SOURCE DATA Start Marker
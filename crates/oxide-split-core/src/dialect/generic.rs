//! Generic SQL dialect.

use super::Dialect;

/// Delimiters of the generic dialect.
///
/// `.` is not a delimiter, so `schema.table` stays one literal.
const GENERIC_SPLITTERS: &[&str] = &[
    "<=>", "\r\n", "!=", ">=", "<=", "<>", "<<", ">>", ":=", "\\", "&&", "||", "/*", "*/", "--",
    ">", "<", "|", "=", "^", "(", ")", "\t", "\n", "'", "\"", "`", ",", "@", " ", "+", "-", "*",
    "/", ";",
];

/// A generic SQL dialect covering the common operators of MySQL-like SQL.
#[derive(Debug, Default, Clone, Copy)]
pub struct GenericDialect;

impl GenericDialect {
    /// Creates a new generic dialect.
    #[must_use]
    pub const fn new() -> Self {
        Self
    }
}

impl Dialect for GenericDialect {
    fn name(&self) -> &'static str {
        "generic"
    }

    fn splitters(&self) -> &'static [&'static str] {
        GENERIC_SPLITTERS
    }
}
//! Byte ranges backing tokens while they move through the pipeline.

/// A byte range into the input being split.
///
/// Tokens are only ever joined with their live neighbours, so every span the
/// pipeline produces is a contiguous slice of the input.
#[derive(Debug, Clone, Copy, PartialEq, Eq)]
pub struct Span {
    /// Start byte offset (inclusive).
    pub start: usize,
    /// End byte offset (exclusive).
    pub end: usize,
}

impl Span {
    pub const fn new(start: usize, end: usize) -> Self {
        Self { start, end }
    }

    /// Joins two touching spans into the span covering both.
    pub fn join(self, other: Self) -> Self {
        debug_assert!(
            self.end == other.start || other.end == self.start,
            "joined spans must be adjacent: {self:?} and {other:?}"
        );
        Self {
            start: self.start.min(other.start),
            end: self.end.max(other.end),
        }
    }

    /// Returns the text covered by the span.
    pub fn text(self, input: &str) -> &str {
        &input[self.start..self.end]
    }
}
SOURCE DATA End Marker
WHAT IS NEEDED: Select and copy every line of the material that holds the string "usize".

ANSWER SPACE:
    pub start: usize,
    pub end: usize,
    pub const fn new(start: usize, end: usize) -> Self {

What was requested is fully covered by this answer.